//! Migration runner: applies pending units and advances the marker.

use super::registry::MigrationRegistry;
use dashstore_core::error::{DashStoreError, Result};
use dashstore_core::migration::{Migration, MigrationId, MigrationReport, RunnerState};
use dashstore_core::store::KeyValueStore;

/// Reserved key holding the identifier of the last applied migration.
pub const DEFAULT_MARKER_KEY: &str = "__dashstore/migrations/last_applied";

/// Applies registry units to a store in ascending identifier order.
///
/// State machine: `Idle → Running → (Completed | Failed)`. A runner can be
/// invoked again from either terminal state: after `Completed` with nothing
/// new it is a no-op, after `Failed` it retries from the recorded marker.
///
/// # Example
///
/// ```ignore
/// let mut runner = MigrationRunner::new(builtin_registry()?);
/// let report = runner.run(&mut store)?;
/// assert_eq!(report.state, RunnerState::Completed);
/// ```
#[derive(Debug)]
pub struct MigrationRunner {
    registry: MigrationRegistry,
    marker_key: String,
    state: RunnerState,
}

impl MigrationRunner {
    /// Creates a runner using [`DEFAULT_MARKER_KEY`].
    pub fn new(registry: MigrationRegistry) -> Self {
        Self::with_marker_key(registry, DEFAULT_MARKER_KEY)
    }

    pub fn with_marker_key(registry: MigrationRegistry, marker_key: impl Into<String>) -> Self {
        Self {
            registry,
            marker_key: marker_key.into(),
            state: RunnerState::Idle,
        }
    }

    pub fn state(&self) -> RunnerState {
        self.state
    }

    pub fn marker_key(&self) -> &str {
        &self.marker_key
    }

    pub fn registry(&self) -> &MigrationRegistry {
        &self.registry
    }

    /// Reads the marker from `store`. `None` means nothing applied yet.
    ///
    /// # Errors
    ///
    /// Returns `InvalidIdentifier` if the stored marker cannot be parsed.
    pub fn read_marker(&self, store: &dyn KeyValueStore) -> Result<Option<MigrationId>> {
        store
            .get(&self.marker_key)
            .map(|raw| MigrationId::parse(&raw))
            .transpose()
    }

    /// Lists the identifiers a pass would apply, without running anything.
    pub fn plan(&self, store: &dyn KeyValueStore) -> Result<Vec<MigrationId>> {
        let marker = self.read_marker(store)?;
        Ok(self
            .registry
            .pending(marker.as_ref())
            .iter()
            .map(|m| m.id.clone())
            .collect())
    }

    /// Runs every pending unit against `store`.
    ///
    /// The store is refreshed first, so a pass started from a stale handle
    /// sees the marker other writers left. After each unit succeeds the marker
    /// is advanced to its identifier. The pass stops at the first failing
    /// unit, leaving the marker at the last unit that succeeded.
    ///
    /// # Errors
    ///
    /// - `InvalidIdentifier` if the stored marker cannot be parsed
    /// - `MigrationFailed` if a unit fails (or the unit's own
    ///   `DashStoreError` when it failed with one, e.g. `StorageUnavailable`)
    /// - `MarkerConflict` if another writer moved the marker during the pass
    ///
    /// Failures are only logged at debug level; reporting them is up to the
    /// caller (see `run_startup_migrations`).
    pub fn run(&mut self, store: &mut dyn KeyValueStore) -> Result<MigrationReport> {
        let span = tracing::info_span!("migration_pass", marker_key = %self.marker_key);
        let _guard = span.enter();

        self.state = RunnerState::Running;
        let result = self.run_pass(store);
        self.state = match &result {
            Ok(_) => RunnerState::Completed,
            Err(_) => RunnerState::Failed,
        };

        match &result {
            Ok(report) if report.is_noop() => {
                tracing::debug!("No pending migrations");
            }
            Ok(report) => {
                tracing::info!(
                    "Migration pass completed: {} unit(s) applied, marker now {}",
                    report.applied.len(),
                    display_marker(report.marker_after.as_ref())
                );
            }
            Err(e) => {
                tracing::debug!("Migration pass failed: {}", e);
            }
        }

        result
    }

    fn run_pass(&self, store: &mut dyn KeyValueStore) -> Result<MigrationReport> {
        store.refresh()?;
        let marker_before = self.read_marker(store)?;
        let pending = self.registry.pending(marker_before.as_ref());

        if !pending.is_empty() {
            tracing::info!(
                "Starting migration pass from {} ({} pending)",
                display_marker(marker_before.as_ref()),
                pending.len()
            );
        }

        let mut marker = marker_before.clone();
        let mut applied = Vec::with_capacity(pending.len());

        for (i, pending_migration) in pending.iter().enumerate() {
            let id = &pending_migration.id;
            tracing::info!(
                "Migration step {}/{}: {} ({})",
                i + 1,
                pending.len(),
                id,
                pending_migration.description()
            );

            apply(pending_migration.migration.as_ref(), id, store)?;
            self.advance_marker(store, marker.as_ref(), id)?;

            marker = Some(id.clone());
            applied.push(id.clone());
        }

        Ok(MigrationReport {
            marker_before,
            marker_after: marker,
            applied,
            state: RunnerState::Completed,
        })
    }

    fn advance_marker(
        &self,
        store: &mut dyn KeyValueStore,
        expected: Option<&MigrationId>,
        next: &MigrationId,
    ) -> Result<()> {
        let expected = expected.map(MigrationId::to_string);
        let written =
            store.compare_and_set(&self.marker_key, expected.as_deref(), &next.to_string())?;

        if !written {
            return Err(DashStoreError::MarkerConflict {
                expected,
                found: store.get(&self.marker_key),
            });
        }
        Ok(())
    }
}

fn apply(migration: &dyn Migration, id: &MigrationId, store: &mut dyn KeyValueStore) -> Result<()> {
    migration.run(store).map_err(|e| match e.downcast_ref::<DashStoreError>() {
        Some(inner) if inner.is_storage_unavailable() => inner.clone(),
        _ => DashStoreError::migration_failed(id.to_string(), format!("{:#}", e)),
    })
}

fn display_marker(marker: Option<&MigrationId>) -> String {
    marker.map_or_else(|| "<none>".to_string(), MigrationId::to_string)
}

#[cfg(test)]
mod tests {
    use super::*;
    use crate::storage::MemoryStore;
    use anyhow::Context;
    use std::sync::Arc;

    struct WriteKey {
        id: &'static str,
        key: &'static str,
    }

    impl Migration for WriteKey {
        fn id(&self) -> &str {
            self.id
        }

        fn description(&self) -> &str {
            "writes a key"
        }

        fn run(&self, store: &mut dyn KeyValueStore) -> anyhow::Result<()> {
            store.set(self.key, "done")?;
            Ok(())
        }
    }

    struct Unavailable;

    impl Migration for Unavailable {
        fn id(&self) -> &str {
            "20210201000000-unavailable"
        }

        fn description(&self) -> &str {
            "storage goes away"
        }

        fn run(&self, _store: &mut dyn KeyValueStore) -> anyhow::Result<()> {
            Err(DashStoreError::storage_unavailable("quota exceeded"))
                .context("writing consolidated key")
        }
    }

    fn runner(migrations: Vec<Arc<dyn Migration>>) -> MigrationRunner {
        MigrationRunner::new(MigrationRegistry::new(migrations).unwrap())
    }

    #[test]
    fn test_new_runner_is_idle() {
        let runner = runner(vec![]);
        assert_eq!(runner.state(), RunnerState::Idle);
        assert_eq!(runner.marker_key(), DEFAULT_MARKER_KEY);
    }

    #[test]
    fn test_run_applies_and_records_marker() {
        let mut runner = runner(vec![
            Arc::new(WriteKey { id: "20210101000000-a", key: "a" }),
            Arc::new(WriteKey { id: "20210201000000-b", key: "b" }),
        ]);
        let mut store = MemoryStore::new();

        let report = runner.run(&mut store).unwrap();

        assert_eq!(runner.state(), RunnerState::Completed);
        assert_eq!(report.marker_before, None);
        assert_eq!(report.applied.len(), 2);
        assert_eq!(
            store.get(DEFAULT_MARKER_KEY).as_deref(),
            Some("20210201000000-b")
        );
    }

    #[test]
    fn test_plan_does_not_execute() {
        let runner = runner(vec![Arc::new(WriteKey { id: "20210101000000-a", key: "a" })]);
        let store = MemoryStore::new();

        let plan = runner.plan(&store).unwrap();

        assert_eq!(plan, vec![MigrationId::parse("20210101000000-a").unwrap()]);
        assert_eq!(store.get("a"), None);
    }

    #[test]
    fn test_invalid_marker_fails_before_any_unit() {
        let mut runner = runner(vec![Arc::new(WriteKey { id: "20210101000000-a", key: "a" })]);
        let mut store: MemoryStore = [(DEFAULT_MARKER_KEY, "garbage")].into_iter().collect();

        let err = runner.run(&mut store).unwrap_err();

        assert_eq!(err, DashStoreError::InvalidIdentifier("garbage".to_string()));
        assert_eq!(runner.state(), RunnerState::Failed);
        assert_eq!(store.get("a"), None);
    }

    #[test]
    fn test_storage_unavailable_keeps_its_variant() {
        let mut runner = runner(vec![
            Arc::new(WriteKey { id: "20210101000000-a", key: "a" }),
            Arc::new(Unavailable),
        ]);
        let mut store = MemoryStore::new();

        let err = runner.run(&mut store).unwrap_err();

        assert!(err.is_storage_unavailable());
        assert_eq!(
            store.get(DEFAULT_MARKER_KEY).as_deref(),
            Some("20210101000000-a")
        );
    }

    /// A store whose marker is bumped by "another tab" the first time the
    /// runner tries to write it.
    struct RacingStore {
        inner: MemoryStore,
        marker_key: &'static str,
        raced: bool,
    }

    impl KeyValueStore for RacingStore {
        fn get(&self, key: &str) -> Option<String> {
            self.inner.get(key)
        }

        fn set(&mut self, key: &str, value: &str) -> dashstore_core::Result<()> {
            self.inner.set(key, value)
        }

        fn remove(&mut self, key: &str) -> dashstore_core::Result<()> {
            self.inner.remove(key)
        }

        fn keys(&self) -> Vec<String> {
            self.inner.keys()
        }

        fn compare_and_set(
            &mut self,
            key: &str,
            expected: Option<&str>,
            value: &str,
        ) -> dashstore_core::Result<bool> {
            if key == self.marker_key && !self.raced {
                self.raced = true;
                self.inner.set(key, "20210301000000-other")?;
            }
            self.inner.compare_and_set(key, expected, value)
        }
    }

    #[test]
    fn test_concurrent_marker_write_is_a_conflict() {
        let mut runner = runner(vec![Arc::new(WriteKey { id: "20210101000000-a", key: "a" })]);
        let mut store = RacingStore {
            inner: MemoryStore::new(),
            marker_key: DEFAULT_MARKER_KEY,
            raced: false,
        };

        let err = runner.run(&mut store).unwrap_err();

        assert_eq!(
            err,
            DashStoreError::MarkerConflict {
                expected: None,
                found: Some("20210301000000-other".to_string()),
            }
        );
        assert_eq!(runner.state(), RunnerState::Failed);
        // The marker is never moved backwards
        assert_eq!(
            store.get(DEFAULT_MARKER_KEY).as_deref(),
            Some("20210301000000-other")
        );
    }
}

#### What to produce:
Note how many lines in the material contain the string "parsed", and give that number alone.

#### Expected output:
2